> The problem
The data below holds the lines to copy: everything from the line containing "pub fn filename(&self)" to the line containing "NOTE: this file", both ends included, set down exactly.

··· Recorded data

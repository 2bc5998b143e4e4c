use std::collections::HashMap;
use std::sync::Arc;

use log::debug;

use crate::codegen::writer::{write_imports, write_source, GoWriter};
use crate::errors::{Error, Result};
use crate::files;
use crate::module::{Imports, Service};
use crate::process;

/// The aggregator listing every generated service for deployment, written
/// into the project's modules root.
pub struct DeploysFile {
    filename: String,
    services: Vec<Arc<Service>>,
}

impl DeploysFile {
    pub fn new(dir: &str, services: Vec<Arc<Service>>) -> Self {
        DeploysFile {
            filename: files::join(dir, "fns.go"),
            services,
        }
    }

    pub fn filename(&self) -> String {
        self.filename.clone()
    }

    pub fn write(&self, ctx: &process::Context) -> Result<String> {
        let content = self.content(ctx).map_err(|e| {
            Error::invalid_input("code file write failed")
                .with_meta("kind", "deploys")
                .with_meta("file", &self.filename)
                .with_cause(e)
        })?;
        write_source(&self.filename, &content)?;
        debug!("deploys written to '{}'", self.filename);
        Ok("deploys: write succeed".to_string())
    }

    pub fn content(&self, ctx: &process::Context) -> Result<String> {
        ctx.check()?;
        let mut imports = Imports::new();
        let mut counters = HashMap::new();
        imports.add_path("github.com/aacfactory/fns/service", &mut counters);
        let mut bindings = Vec::new();
        for service in &self.services {
            bindings.push(imports.add_path(&service.path, &mut counters));
        }

        let mut writer = GoWriter::new();
        writer.line("// NOTE: this file has been automatically generated, DON'T EDIT IT.");
        writer.blank();
        writer.line("package modules");
        writer.blank();
        write_imports(&mut writer, &imports);
        writer.open("func deploys() (v []service.Service) {");
        if !self.services.is_empty() {
            writer.open("v = append(");
            writer.line("v,");
            for binding in &bindings {
                writer.line(format!("{binding}.Service(),"));
            }
            writer.close(")");
        }
        writer.line("return");
        writer.close("}");
        Ok(writer.finish())
    }
}
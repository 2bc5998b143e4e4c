use std::collections::BTreeMap;

use serde::Serialize;

use crate::annotations::Annotations;

/// Index of a node in the type registry. Identity is the index: two walks
/// reaching the same canonical key observe the same id.
#[derive(Debug, Clone, Copy, PartialEq, Eq, Hash, Serialize)]
pub struct TypeId(pub usize);

#[derive(Debug, Clone, Copy, PartialEq, Eq, Serialize)]
#[serde(rename_all = "kebab-case")]
pub enum TypeKind {
    /// Primitive scalar or a whitelisted well-known wrapper, documented as
    /// its concrete form.
    Basic,
    /// Framework or standard-library type documented by reference.
    Builtin,
    /// A named alias over exactly one underlying type.
    Ident,
    Interface,
    Struct,
    StructField,
    Pointer,
    Array,
    Map,
    Any,
    /// A generic instantiation; the substituted shape hangs off `packed`.
    Paradigm,
    /// A generic parameter marker, or a field whose type mentions one.
    ParadigmElement,
    /// Placeholder seeded while a cyclic type is being resolved; the slot is
    /// overwritten by the finished node, so none survives resolution.
    Reference,
}

#[derive(Debug, Clone, Serialize)]
pub struct TypeParadigm {
    pub name: String,
    pub types: Vec<TypeId>,
}

#[derive(Debug, Clone, Serialize)]
pub struct Type {
    pub kind: TypeKind,
    pub path: String,
    pub name: String,
    pub annotations: Annotations,
    pub paradigms: Vec<TypeParadigm>,
    pub tags: BTreeMap<String, String>,
    pub elements: Vec<TypeId>,
    pub packed: Option<TypeId>,
}

impl Type {
    pub fn new(kind: TypeKind) -> Self {
        Type {
            kind,
            path: String::new(),
            name: String::new(),
            annotations: Annotations::new(),
            paradigms: Vec::new(),
            tags: BTreeMap::new(),
            elements: Vec::new(),
            packed: None,
        }
    }

    pub fn named(kind: TypeKind, path: impl Into<String>, name: impl Into<String>) -> Self {
        let mut t = Type::new(kind);
        t.path = path.into();
        t.name = name.into();
        t
    }

    pub fn key(&self) -> String {
        key_of(&self.path, &self.name)
    }

    /// A generic parameter marker, as opposed to a field carrier.
    pub fn is_paradigm_marker(&self) -> bool {
        self.kind == TypeKind::ParadigmElement && self.elements.is_empty()
    }
}

pub fn key_of(path: &str, name: &str) -> String {
    format!("{path}:{name}")
}

/// Parse a struct tag literal into its key/value pairs. Mirrors the
/// reflect.StructTag layout: space-separated `key:"value"` entries.
pub fn parse_field_tag(tag: &str) -> BTreeMap<String, String> {
    let mut tags = BTreeMap::new();
    let mut rest = tag.trim_matches('`');
    loop {
        rest = rest.trim_start_matches(' ');
        if rest.is_empty() {
            break;
        }
        let Some(colon) = rest.find(':') else {
            break;
        };
        let name = &rest[..colon];
        if name.is_empty() || name.contains(' ') || name.contains('"') {
            break;
        }
        let after = &rest[colon + 1..];
        if !after.starts_with('"') {
            break;
        }
        let mut end = None;
        let bytes = after.as_bytes();
        let mut i = 1;
        while i < bytes.len() {
            match bytes[i] {
                b'\\' => i += 2,
                b'"' => {
                    end = Some(i);
                    break;
                }
                _ => i += 1,
            }
        }
        let Some(end) = end else {
            break;
        };
        let value = after[1..end].replace("\\\"", "\"").replace("\\\\", "\\");
        tags.insert(name.to_string(), value);
        rest = &after[end + 1..];
    }
    tags
}

/// The json binding name of a field: the first segment of its `json` tag,
/// falling back to the field name itself.
pub fn json_name<'a>(tags: &'a BTreeMap<String, String>, field_name: &'a str) -> &'a str {
    match tags.get("json") {
        Some(tag) => {
            let name = tag.split(',').next().unwrap_or("");
            if name.is_empty() {
                field_name
            } else {
                name
            }
        }
        None => field_name,
    }
}

#[cfg(test)]
mod tests {
    use super::*;

    #[test]
    fn parses_struct_tags() {
        let tags = parse_field_tag("`json:\"id\" validate:\"required\"`");
        assert_eq!(tags.get("json").map(String::as_str), Some("id"));
        assert_eq!(tags.get("validate").map(String::as_str), Some("required"));
    }

    #[test]
    fn parses_tag_with_options() {
        let tags = parse_field_tag("json:\"name,omitempty\"");
        assert_eq!(tags.get("json").map(String::as_str), Some("name,omitempty"));
        assert_eq!(json_name(&tags, "Name"), "name");
    }

    #[test]
    fn json_name_falls_back_to_field() {
        let tags = BTreeMap::new();
        assert_eq!(json_name(&tags, "Name"), "Name");
        let tags = parse_field_tag("json:\",omitempty\"");
        assert_eq!(json_name(&tags, "Name"), "Name");
    }
}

······

> Written response
    pub fn filename(&self) -> String {
        self.filename.clone()
    }

    pub fn write(&self, ctx: &process::Context) -> Result<String> {
        let content = self.content(ctx).map_err(|e| {
            Error::invalid_input("code file write failed")
                .with_meta("kind", "deploys")
                .with_meta("file", &self.filename)
                .with_cause(e)
        })?;
        write_source(&self.filename, &content)?;
        debug!("deploys written to '{}'", self.filename);
        Ok("deploys: write succeed".to_string())
    }

    pub fn content(&self, ctx: &process::Context) -> Result<String> {
        ctx.check()?;
        let mut imports = Imports::new();
        let mut counters = HashMap::new();
        imports.add_path("github.com/aacfactory/fns/service", &mut counters);
        let mut bindings = Vec::new();
        for service in &self.services {
            bindings.push(imports.add_path(&service.path, &mut counters));
        }

        let mut writer = GoWriter::new();
        writer.line("// NOTE: this file has been automatically generated, DON'T EDIT IT.");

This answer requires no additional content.